[Items listed in a dataset]
== Segment start ==

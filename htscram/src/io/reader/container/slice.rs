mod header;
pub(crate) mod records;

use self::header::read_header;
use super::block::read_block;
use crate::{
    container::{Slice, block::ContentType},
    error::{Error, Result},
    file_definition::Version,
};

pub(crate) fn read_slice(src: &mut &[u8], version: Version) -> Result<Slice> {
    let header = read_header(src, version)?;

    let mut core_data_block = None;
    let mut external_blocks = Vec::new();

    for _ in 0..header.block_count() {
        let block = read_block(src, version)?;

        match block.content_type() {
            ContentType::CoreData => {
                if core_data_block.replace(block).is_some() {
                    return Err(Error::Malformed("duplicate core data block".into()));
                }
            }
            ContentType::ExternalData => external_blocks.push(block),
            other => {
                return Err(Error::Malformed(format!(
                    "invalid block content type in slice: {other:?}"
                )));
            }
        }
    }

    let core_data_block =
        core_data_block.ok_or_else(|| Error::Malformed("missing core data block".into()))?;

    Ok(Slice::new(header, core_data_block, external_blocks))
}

== Segment end ==
== Segment start ==

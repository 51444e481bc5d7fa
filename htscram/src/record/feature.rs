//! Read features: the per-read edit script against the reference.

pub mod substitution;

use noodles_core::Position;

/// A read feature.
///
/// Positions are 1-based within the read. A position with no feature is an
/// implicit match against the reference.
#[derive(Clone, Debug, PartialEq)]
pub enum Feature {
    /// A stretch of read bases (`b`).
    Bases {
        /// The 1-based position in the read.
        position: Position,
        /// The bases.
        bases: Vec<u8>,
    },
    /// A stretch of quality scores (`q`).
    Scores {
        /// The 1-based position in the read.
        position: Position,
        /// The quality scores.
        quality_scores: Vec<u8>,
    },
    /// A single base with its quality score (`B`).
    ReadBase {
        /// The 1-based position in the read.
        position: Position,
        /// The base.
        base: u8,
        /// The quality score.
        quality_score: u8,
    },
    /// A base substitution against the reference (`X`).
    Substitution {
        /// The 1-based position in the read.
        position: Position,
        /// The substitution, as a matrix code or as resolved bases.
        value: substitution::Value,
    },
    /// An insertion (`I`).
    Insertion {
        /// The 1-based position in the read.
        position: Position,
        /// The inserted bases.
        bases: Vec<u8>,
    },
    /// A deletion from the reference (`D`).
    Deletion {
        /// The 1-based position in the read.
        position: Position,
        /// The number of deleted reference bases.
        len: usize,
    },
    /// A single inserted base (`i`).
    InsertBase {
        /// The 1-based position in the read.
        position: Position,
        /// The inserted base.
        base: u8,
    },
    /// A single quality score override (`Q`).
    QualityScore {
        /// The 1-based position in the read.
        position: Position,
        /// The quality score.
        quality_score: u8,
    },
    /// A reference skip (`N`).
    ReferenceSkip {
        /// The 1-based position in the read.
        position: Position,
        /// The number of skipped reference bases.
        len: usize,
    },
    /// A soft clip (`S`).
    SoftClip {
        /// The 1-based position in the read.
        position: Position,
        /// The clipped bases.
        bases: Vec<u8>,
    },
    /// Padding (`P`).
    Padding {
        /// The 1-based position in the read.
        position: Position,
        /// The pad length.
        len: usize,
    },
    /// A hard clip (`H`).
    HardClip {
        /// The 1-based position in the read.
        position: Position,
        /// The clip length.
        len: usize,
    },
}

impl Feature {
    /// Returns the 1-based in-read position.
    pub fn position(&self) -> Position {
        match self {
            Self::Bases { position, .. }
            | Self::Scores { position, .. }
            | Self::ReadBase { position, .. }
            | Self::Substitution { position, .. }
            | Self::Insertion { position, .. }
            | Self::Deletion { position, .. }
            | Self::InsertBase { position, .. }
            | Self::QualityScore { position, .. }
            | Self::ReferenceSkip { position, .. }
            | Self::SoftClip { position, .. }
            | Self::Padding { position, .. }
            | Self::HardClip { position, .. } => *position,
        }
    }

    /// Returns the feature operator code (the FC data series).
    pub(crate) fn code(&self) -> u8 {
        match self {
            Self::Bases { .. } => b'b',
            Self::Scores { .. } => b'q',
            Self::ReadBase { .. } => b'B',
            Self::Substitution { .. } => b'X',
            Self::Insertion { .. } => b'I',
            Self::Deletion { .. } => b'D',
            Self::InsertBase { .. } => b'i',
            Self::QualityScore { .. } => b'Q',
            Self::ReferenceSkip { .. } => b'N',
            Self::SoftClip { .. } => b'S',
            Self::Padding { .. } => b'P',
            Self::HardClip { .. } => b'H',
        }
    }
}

== Segment end ==
== Segment start ==

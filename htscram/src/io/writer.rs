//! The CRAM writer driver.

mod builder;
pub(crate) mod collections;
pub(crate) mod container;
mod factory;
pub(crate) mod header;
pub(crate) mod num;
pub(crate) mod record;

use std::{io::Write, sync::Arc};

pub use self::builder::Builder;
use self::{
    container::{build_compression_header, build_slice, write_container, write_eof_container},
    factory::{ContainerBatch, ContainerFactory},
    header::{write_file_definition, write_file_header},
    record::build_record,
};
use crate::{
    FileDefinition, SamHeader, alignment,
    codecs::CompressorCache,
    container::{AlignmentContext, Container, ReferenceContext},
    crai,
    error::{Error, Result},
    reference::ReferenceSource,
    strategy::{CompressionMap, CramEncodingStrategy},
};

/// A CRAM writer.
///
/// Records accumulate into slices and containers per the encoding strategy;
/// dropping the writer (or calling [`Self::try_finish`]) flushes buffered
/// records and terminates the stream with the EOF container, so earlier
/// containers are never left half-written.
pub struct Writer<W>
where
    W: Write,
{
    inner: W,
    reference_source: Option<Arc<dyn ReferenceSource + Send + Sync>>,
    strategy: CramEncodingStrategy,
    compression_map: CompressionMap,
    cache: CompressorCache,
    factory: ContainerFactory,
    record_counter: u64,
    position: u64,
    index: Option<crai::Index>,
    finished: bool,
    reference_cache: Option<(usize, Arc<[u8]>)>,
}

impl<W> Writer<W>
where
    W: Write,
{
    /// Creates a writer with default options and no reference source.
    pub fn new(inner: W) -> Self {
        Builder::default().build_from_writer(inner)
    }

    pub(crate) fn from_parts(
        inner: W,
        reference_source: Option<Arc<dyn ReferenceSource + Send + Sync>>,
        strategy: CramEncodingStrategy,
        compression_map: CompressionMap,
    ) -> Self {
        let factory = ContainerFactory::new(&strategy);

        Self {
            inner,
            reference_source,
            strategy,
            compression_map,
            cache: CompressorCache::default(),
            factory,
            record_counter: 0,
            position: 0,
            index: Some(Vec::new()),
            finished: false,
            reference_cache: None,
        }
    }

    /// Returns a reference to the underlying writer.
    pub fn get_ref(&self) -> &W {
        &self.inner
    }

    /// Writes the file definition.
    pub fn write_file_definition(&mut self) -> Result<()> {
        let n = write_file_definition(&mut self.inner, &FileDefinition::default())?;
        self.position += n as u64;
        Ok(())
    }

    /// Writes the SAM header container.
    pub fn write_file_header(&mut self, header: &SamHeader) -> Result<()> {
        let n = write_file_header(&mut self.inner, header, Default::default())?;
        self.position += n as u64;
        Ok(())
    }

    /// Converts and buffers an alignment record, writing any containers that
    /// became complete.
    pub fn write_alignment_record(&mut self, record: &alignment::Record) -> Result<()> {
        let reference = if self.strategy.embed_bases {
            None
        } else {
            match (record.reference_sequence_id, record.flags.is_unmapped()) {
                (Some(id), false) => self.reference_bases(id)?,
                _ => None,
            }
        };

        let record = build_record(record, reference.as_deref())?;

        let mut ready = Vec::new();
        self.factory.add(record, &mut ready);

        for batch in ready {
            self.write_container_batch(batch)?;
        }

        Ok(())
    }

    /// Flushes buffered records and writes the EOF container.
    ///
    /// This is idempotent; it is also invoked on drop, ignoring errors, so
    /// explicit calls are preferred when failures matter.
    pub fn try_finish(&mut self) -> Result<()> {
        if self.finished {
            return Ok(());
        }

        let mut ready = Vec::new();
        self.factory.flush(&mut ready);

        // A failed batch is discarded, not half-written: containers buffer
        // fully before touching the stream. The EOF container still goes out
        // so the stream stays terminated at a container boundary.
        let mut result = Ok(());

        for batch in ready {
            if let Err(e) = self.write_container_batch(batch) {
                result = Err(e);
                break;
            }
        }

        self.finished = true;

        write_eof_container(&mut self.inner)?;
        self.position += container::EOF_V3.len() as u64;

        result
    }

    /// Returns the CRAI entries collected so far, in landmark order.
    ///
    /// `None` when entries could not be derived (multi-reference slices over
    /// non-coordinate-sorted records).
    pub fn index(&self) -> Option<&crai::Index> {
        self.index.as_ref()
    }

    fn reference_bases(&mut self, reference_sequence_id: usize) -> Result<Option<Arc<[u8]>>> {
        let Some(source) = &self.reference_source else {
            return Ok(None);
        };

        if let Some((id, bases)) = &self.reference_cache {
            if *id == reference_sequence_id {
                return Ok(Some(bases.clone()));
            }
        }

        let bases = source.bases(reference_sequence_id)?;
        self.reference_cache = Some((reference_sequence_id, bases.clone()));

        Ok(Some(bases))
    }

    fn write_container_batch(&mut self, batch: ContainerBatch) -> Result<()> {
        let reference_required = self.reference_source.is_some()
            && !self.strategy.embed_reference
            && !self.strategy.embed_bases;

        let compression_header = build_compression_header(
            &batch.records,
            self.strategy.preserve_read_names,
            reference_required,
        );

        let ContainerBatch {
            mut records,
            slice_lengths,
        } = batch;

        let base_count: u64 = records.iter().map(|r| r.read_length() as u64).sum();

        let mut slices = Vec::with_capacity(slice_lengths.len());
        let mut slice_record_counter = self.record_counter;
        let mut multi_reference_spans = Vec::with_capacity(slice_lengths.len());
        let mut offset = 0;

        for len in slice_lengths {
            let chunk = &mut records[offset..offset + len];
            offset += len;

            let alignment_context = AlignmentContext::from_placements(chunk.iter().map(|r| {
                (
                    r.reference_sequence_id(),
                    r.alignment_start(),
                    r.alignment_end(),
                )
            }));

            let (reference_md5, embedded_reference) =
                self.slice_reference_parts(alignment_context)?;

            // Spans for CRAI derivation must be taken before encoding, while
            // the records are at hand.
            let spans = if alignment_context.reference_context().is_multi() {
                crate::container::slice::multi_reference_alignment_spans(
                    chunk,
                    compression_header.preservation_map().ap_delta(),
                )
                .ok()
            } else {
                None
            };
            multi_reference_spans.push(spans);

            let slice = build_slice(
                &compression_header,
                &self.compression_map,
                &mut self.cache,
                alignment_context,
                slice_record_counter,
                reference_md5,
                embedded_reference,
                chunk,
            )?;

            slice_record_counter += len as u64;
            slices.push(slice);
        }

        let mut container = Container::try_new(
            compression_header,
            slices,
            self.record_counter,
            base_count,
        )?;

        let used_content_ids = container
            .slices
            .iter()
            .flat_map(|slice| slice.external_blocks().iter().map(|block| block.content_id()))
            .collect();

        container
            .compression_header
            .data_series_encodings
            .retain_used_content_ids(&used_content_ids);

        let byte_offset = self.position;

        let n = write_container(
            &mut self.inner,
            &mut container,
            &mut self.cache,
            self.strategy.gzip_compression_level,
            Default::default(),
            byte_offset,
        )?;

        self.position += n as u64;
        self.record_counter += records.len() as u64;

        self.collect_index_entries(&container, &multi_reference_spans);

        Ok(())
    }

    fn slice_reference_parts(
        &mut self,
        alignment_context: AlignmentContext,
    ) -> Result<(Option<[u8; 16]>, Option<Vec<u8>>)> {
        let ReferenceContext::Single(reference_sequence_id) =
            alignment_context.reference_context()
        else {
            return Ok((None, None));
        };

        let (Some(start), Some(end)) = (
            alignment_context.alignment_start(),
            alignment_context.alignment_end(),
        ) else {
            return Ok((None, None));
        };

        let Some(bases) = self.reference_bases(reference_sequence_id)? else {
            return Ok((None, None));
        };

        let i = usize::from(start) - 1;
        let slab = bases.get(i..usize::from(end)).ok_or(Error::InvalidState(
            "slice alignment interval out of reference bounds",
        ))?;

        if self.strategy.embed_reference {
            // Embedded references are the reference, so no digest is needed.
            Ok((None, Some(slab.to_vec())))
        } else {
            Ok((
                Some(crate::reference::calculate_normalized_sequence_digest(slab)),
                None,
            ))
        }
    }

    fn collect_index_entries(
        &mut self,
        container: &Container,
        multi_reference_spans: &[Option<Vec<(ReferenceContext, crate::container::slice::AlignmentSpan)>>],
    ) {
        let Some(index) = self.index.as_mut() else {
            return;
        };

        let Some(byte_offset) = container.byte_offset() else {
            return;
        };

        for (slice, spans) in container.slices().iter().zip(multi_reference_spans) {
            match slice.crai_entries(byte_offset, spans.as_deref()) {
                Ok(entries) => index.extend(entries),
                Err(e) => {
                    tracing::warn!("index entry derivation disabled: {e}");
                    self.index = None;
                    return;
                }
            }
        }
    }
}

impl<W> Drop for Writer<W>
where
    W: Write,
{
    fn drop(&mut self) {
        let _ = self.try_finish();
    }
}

== Segment end ==

What you will do> Begin with the line above that has "filename htscram/src/io/reader/container/slice.rs" and continue through the line that has "let header = read_header(src, version)?;", setting each one down exactly. Stop there.

Task solution>
filename htscram/src/io/reader/container/slice.rs
mod header;
pub(crate) mod records;

use self::header::read_header;
use super::block::read_block;
use crate::{
    container::{Slice, block::ContentType},
    error::{Error, Result},
    file_definition::Version,
};

pub(crate) fn read_slice(src: &mut &[u8], version: Version) -> Result<Slice> {
    let header = read_header(src, version)?;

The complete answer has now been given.